Mas como não há prisão em que caiba inteiro o vozerio de uma nação ou grades suficientes para a exclamação de um povo, muitas palavras escaparam e, na clandestinidade, fizeram a resistência. Guerrilheiras, se disfarçavam de poemas, se ocultavam em meio a crônicas, emboscadas em artigos e até camufladas em receitas.

Um levante surdo para as vozes que se esgueiravam sem poder se erguer. Até o silêncio, tão quieto, se punha eloqüente.

Então surgiu um trio de palavras que passou a liderar a reação boca afora. Era formado por três substantivos abstratos, todos do gênero feminino, dois polissílabos e um monossílabo: Liberdade, Democracia e Paz. Havia outras, sonoras, mas aquelas, mesmo de longe, jamais seriam inaudíveis, mesmo em baixos decibéis.
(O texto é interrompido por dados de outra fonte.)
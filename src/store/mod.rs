/// Persistent Store
///
/// The whole service state lives in one JSON document on disk. Every
/// operation works on the complete document:
/// - reads take the shared lock, load the file, release
/// - mutations take the exclusive lock, load, apply, write back, release
///
/// Writes go to a sibling temporary file that is renamed over the target, so
/// the file always holds either the previous snapshot or the new one.

mod models;

pub use models::{Chirp, ChirpId, Document, RefreshTokenRecord, Sequences, User, UserId};

use std::ffi::OsString;
use std::path::{Path, PathBuf};
use std::sync::Arc;

use chrono::Utc;
use tokio::fs;
use tokio::io::AsyncWriteExt;
use tokio::sync::RwLock;

use crate::error::StoreError;

/// Handle to the on-disk document. Clones share the same lock.
#[derive(Clone)]
pub struct Store {
    inner: Arc<Inner>,
}

struct Inner {
    path: PathBuf,
    lock: RwLock<()>,
}

impl Store {
    /// Open the store at `path`, creating an empty document if the file does
    /// not exist yet. An existing file must parse.
    pub async fn open(path: impl Into<PathBuf>) -> Result<Self, StoreError> {
        let path = path.into();
        if let Some(parent) = path.parent().filter(|p| !p.as_os_str().is_empty()) {
            fs::create_dir_all(parent).await?;
        }

        let store = Self {
            inner: Arc::new(Inner {
                path,
                lock: RwLock::new(()),
            }),
        };

        match fs::metadata(store.path()).await {
            Ok(_) => {
                store.load().await?;
                tracing::info!(path = %store.path().display(), "Opened existing store");
            }
            Err(e) if e.kind() == std::io::ErrorKind::NotFound => {
                store.save(&Document::default()).await?;
                tracing::info!(path = %store.path().display(), "Created empty store");
            }
            Err(e) => return Err(e.into()),
        }

        Ok(store)
    }

    pub fn path(&self) -> &Path {
        &self.inner.path
    }

    /// Snapshot of the whole document.
    pub async fn load(&self) -> Result<Document, StoreError> {
        let _guard = self.inner.lock.read().await;
        self.read_document().await
    }

    /// Replace the whole document.
    pub async fn save(&self, document: &Document) -> Result<(), StoreError> {
        let _guard = self.inner.lock.write().await;
        self.write_document(document).await
    }

    // ===== Users =====

    pub async fn create_user(&self, email: &str, password_hash: &str) -> Result<User, StoreError> {
        let email = email.to_string();
        let password_hash = password_hash.to_string();

        self.mutate("create_user", move |doc| {
            if doc.user_by_email(&email).is_some() {
                return Err(StoreError::DuplicateEmail);
            }
            let user = User {
                id: doc.next_user_id(),
                email,
                password_hash,
                is_chirpy_red: false,
            };
            doc.users.insert(user.id, user.clone());
            Ok(user)
        })
        .await
    }

    pub async fn update_user(
        &self,
        id: UserId,
        email: &str,
        password_hash: &str,
    ) -> Result<User, StoreError> {
        let email = email.to_string();
        let password_hash = password_hash.to_string();

        self.mutate("update_user", move |doc| {
            if doc.user_by_email(&email).is_some_and(|other| other.id != id) {
                return Err(StoreError::DuplicateEmail);
            }
            let user = doc
                .users
                .get_mut(&id)
                .ok_or_else(|| user_not_found(id))?;
            user.email = email;
            user.password_hash = password_hash;
            Ok(user.clone())
        })
        .await
    }

    /// Set the Chirpy Red flag on a user.
    pub async fn upgrade_user(&self, id: UserId) -> Result<User, StoreError> {
        self.mutate("upgrade_user", move |doc| {
            let user = doc
                .users
                .get_mut(&id)
                .ok_or_else(|| user_not_found(id))?;
            user.is_chirpy_red = true;
            Ok(user.clone())
        })
        .await
    }

    /// Remove a user. Their chirps stay behind with a dangling author id.
    pub async fn delete_user(&self, id: UserId) -> Result<(), StoreError> {
        self.mutate("delete_user", move |doc| {
            doc.users
                .remove(&id)
                .map(|_| ())
                .ok_or_else(|| user_not_found(id))
        })
        .await
    }

    pub async fn get_user(&self, id: UserId) -> Result<User, StoreError> {
        self.read(|doc| doc.users.get(&id).cloned().ok_or_else(|| user_not_found(id)))
            .await
    }

    pub async fn get_user_by_email(&self, email: &str) -> Result<User, StoreError> {
        self.read(|doc| {
            doc.user_by_email(email)
                .cloned()
                .ok_or_else(|| StoreError::NotFound("user with that email".to_string()))
        })
        .await
    }

    // ===== Chirps =====

    pub async fn create_chirp(&self, author_id: UserId, body: &str) -> Result<Chirp, StoreError> {
        let body = body.to_string();

        self.mutate("create_chirp", move |doc| {
            let chirp = Chirp {
                id: doc.next_chirp_id(),
                author_id,
                body,
            };
            doc.chirps.insert(chirp.id, chirp.clone());
            Ok(chirp)
        })
        .await
    }

    pub async fn get_chirp(&self, id: ChirpId) -> Result<Chirp, StoreError> {
        self.read(|doc| doc.chirps.get(&id).cloned().ok_or_else(|| chirp_not_found(id)))
            .await
    }

    /// All chirps in ascending id order, optionally limited to one author.
    pub async fn list_chirps(&self, author_id: Option<UserId>) -> Result<Vec<Chirp>, StoreError> {
        self.read(|doc| {
            Ok(doc
                .chirps
                .values()
                .filter(|chirp| author_id.map_or(true, |author| chirp.author_id == author))
                .cloned()
                .collect())
        })
        .await
    }

    /// Delete a chirp on behalf of `requester`. The authorship check and the
    /// delete happen under the same exclusive lock.
    pub async fn delete_chirp(&self, id: ChirpId, requester: UserId) -> Result<(), StoreError> {
        self.mutate("delete_chirp", move |doc| {
            let chirp = doc.chirps.get(&id).ok_or_else(|| chirp_not_found(id))?;
            if chirp.author_id != requester {
                return Err(StoreError::NotAuthor);
            }
            doc.chirps.remove(&id);
            Ok(())
        })
        .await
    }

    // ===== Refresh tokens =====

    /// Record a freshly issued refresh token as not revoked.
    pub async fn add_refresh_token(&self, token: &str) -> Result<(), StoreError> {
        let token = token.to_string();
        self.mutate("add_refresh_token", move |doc| {
            doc.refresh_tokens.insert(token, RefreshTokenRecord::default());
            Ok(())
        })
        .await
    }

    /// Mark a refresh token revoked. Unknown tokens get a revoked record too.
    pub async fn revoke_refresh_token(&self, token: &str) -> Result<(), StoreError> {
        let token = token.to_string();
        self.mutate("revoke_refresh_token", move |doc| {
            let record = doc.refresh_tokens.entry(token).or_default();
            if !record.revoked {
                record.revoked = true;
                record.revoked_at = Some(Utc::now());
            }
            Ok(())
        })
        .await
    }

    /// Whether a refresh token has been revoked. A token with no record is
    /// reported as not revoked.
    pub async fn is_refresh_token_revoked(&self, token: &str) -> Result<bool, StoreError> {
        self.read(|doc| {
            Ok(doc
                .refresh_tokens
                .get(token)
                .is_some_and(|record| record.revoked))
        })
        .await
    }

    // ===== Internals =====

    async fn read<T, F>(&self, f: F) -> Result<T, StoreError>
    where
        F: FnOnce(&Document) -> Result<T, StoreError>,
    {
        let document = self.load().await?;
        f(&document)
    }

    async fn mutate<T, F>(&self, operation: &'static str, f: F) -> Result<T, StoreError>
    where
        F: FnOnce(&mut Document) -> Result<T, StoreError>,
    {
        let _guard = self.inner.lock.write().await;
        let mut document = self.read_document().await?;
        let output = f(&mut document)?;
        self.write_document(&document).await?;
        tracing::debug!(operation, "Store document written");
        Ok(output)
    }

    /// Caller must hold the lock.
    async fn read_document(&self) -> Result<Document, StoreError> {
        let bytes = fs::read(self.path()).await?;
        let mut document: Document = serde_json::from_slice(&bytes)?;
        document.reconcile_sequences();
        Ok(document)
    }

    /// Caller must hold the write lock. On failure the temporary file is
    /// removed and the previous document is left in place.
    async fn write_document(&self, document: &Document) -> Result<(), StoreError> {
        let bytes = serde_json::to_vec_pretty(document)?;
        let tmp = self.tmp_path();

        let result = self.replace_with(&tmp, &bytes).await;
        if result.is_err() {
            let _ = fs::remove_file(&tmp).await;
        }
        result
    }

    async fn replace_with(&self, tmp: &Path, bytes: &[u8]) -> Result<(), StoreError> {
        let mut file = fs::File::create(tmp).await?;
        file.write_all(bytes).await?;
        file.sync_all().await?;
        drop(file);

        #[cfg(unix)]
        {
            use std::os::unix::fs::PermissionsExt;
            fs::set_permissions(tmp, std::fs::Permissions::from_mode(0o600)).await?;
        }
        fs::rename(tmp, self.path()).await?;
        Ok(())
    }

    fn tmp_path(&self) -> PathBuf {
        let mut name = self
            .path()
            .file_name()
            .map(|n| n.to_os_string())
            .unwrap_or_else(|| OsString::from("store"));
        name.push(".tmp");
        self.path().with_file_name(name)
    }
}

fn user_not_found(id: UserId) -> StoreError {
    StoreError::NotFound(format!("user {}", id))
}

fn chirp_not_found(id: ChirpId) -> StoreError {
    StoreError::NotFound(format!("chirp {}", id))
}

#[cfg(test)]
pub(crate) mod testing {
    use std::path::PathBuf;

    use super::Store;

    /// Store backed by a uniquely named file in the temp dir, removed on drop.
    pub(crate) struct TempStore {
        pub store: Store,
        pub path: PathBuf,
    }

    impl Drop for TempStore {
        fn drop(&mut self) {
            let _ = std::fs::remove_file(&self.path);
        }
    }

    pub(crate) async fn temp_store() -> TempStore {
        let path = std::env::temp_dir().join(format!("chirpy-store-{}.json", uuid::Uuid::new_v4()));
        let store = Store::open(&path).await.expect("Failed to open store");
        TempStore { store, path }
    }
}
Soletradas com paixão, motivavam multidões como só elas, dada a potência dos seus significados.

Fáceis de emitir, lindas de ouvir, estavam em toda a parte ao mesmo tempo, arrebatando tímpanos. Unidas, viraram clamor nacional. Por causa delas foi decretada a caça às palavras. Para serem abatidas a tiros junto com quem as proferisse; para serem cortadas como o mal pela raiz, na altura das cordas vocais; para sufocá-las com um nó na garganta; ou dilaceradas nas superfícies impressas.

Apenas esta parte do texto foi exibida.